### Directions
Task for the listing below: copy it out in full, exactly.
##############################
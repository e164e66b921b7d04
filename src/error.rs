//! Parse and aggregation errors for SFT shift reports.

use serde::Serialize;

/// Reason a single shift file could not be turned into a sales record.
///
/// File-scoped and always recoverable: the aggregation run records the
/// failure and moves on to the next file.
#[derive(thiserror::Error, Debug, Clone, PartialEq, Eq)]
pub enum FailureReason {
    /// The file was missing or unreadable at read time.
    #[error("file could not be read: {0}")]
    Unreadable(String),
    /// The file scanned cleanly but total, fuel and item sales are all zero.
    #[error("no sales data found in file")]
    NoSalesData,
}

/// A failed parse of one shift file.
#[derive(thiserror::Error, Debug, Clone, PartialEq, Eq)]
#[error("{file}: {reason}")]
pub struct ParseFailure {
    /// Original name of the offending file.
    pub file: String,
    /// Why the parse failed.
    pub reason: FailureReason,
}

/// Infrastructure error from the shift-file collaborator.
///
/// Unlike [`ParseFailure`] these are fatal to the aggregation call: if the
/// store cannot enumerate files or flip a processed flag there is nothing
/// sensible to degrade to.
#[derive(thiserror::Error, Debug)]
pub enum StoreError {
    /// I/O error while listing or touching the backing storage.
    #[error("I/O error: {0}")]
    Io(#[from] std::io::Error),
    /// No shift file with the given id is known to the store.
    #[error("unknown shift file id {0}")]
    UnknownFile(u64),
}

/// One entry of the aggregated report's error list.
#[derive(Debug, Clone, PartialEq, Eq, Serialize)]
pub struct FileError {
    /// Original name of the file that failed.
    pub file: String,
    /// Human-readable failure reason.
    pub reason: String,
}

impl From<&ParseFailure> for FileError {
    fn from(failure: &ParseFailure) -> Self {
        Self {
            file: failure.file.clone(),
            reason: failure.reason.to_string(),
        }
    }
}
##############################
### Result of this task
repository e164e66b921b7d04
filename src/error.rs
//! Parse and aggregation errors for SFT shift reports.

use serde::Serialize;

/// Reason a single shift file could not be turned into a sales record.
///
/// File-scoped and always recoverable: the aggregation run records the
/// failure and moves on to the next file.
#[derive(thiserror::Error, Debug, Clone, PartialEq, Eq)]
pub enum FailureReason {
    /// The file was missing or unreadable at read time.
    #[error("file could not be read: {0}")]
    Unreadable(String),
    /// The file scanned cleanly but total, fuel and item sales are all zero.
    #[error("no sales data found in file")]
    NoSalesData,
}

/// A failed parse of one shift file.
#[derive(thiserror::Error, Debug, Clone, PartialEq, Eq)]
#[error("{file}: {reason}")]
pub struct ParseFailure {
    /// Original name of the offending file.
    pub file: String,
    /// Why the parse failed.
    pub reason: FailureReason,
}

/// Infrastructure error from the shift-file collaborator.
///
/// Unlike [`ParseFailure`] these are fatal to the aggregation call: if the
/// store cannot enumerate files or flip a processed flag there is nothing
/// sensible to degrade to.
#[derive(thiserror::Error, Debug)]
pub enum StoreError {
    /// I/O error while listing or touching the backing storage.
    #[error("I/O error: {0}")]
    Io(#[from] std::io::Error),
    /// No shift file with the given id is known to the store.
    #[error("unknown shift file id {0}")]
    UnknownFile(u64),
}

/// One entry of the aggregated report's error list.
#[derive(Debug, Clone, PartialEq, Eq, Serialize)]
pub struct FileError {
    /// Original name of the file that failed.
    pub file: String,
    /// Human-readable failure reason.
    pub reason: String,
}

impl From<&ParseFailure> for FileError {
    fn from(failure: &ParseFailure) -> Self {
        Self {
            file: failure.file.clone(),
            reason: failure.reason.to_string(),
        }
    }
}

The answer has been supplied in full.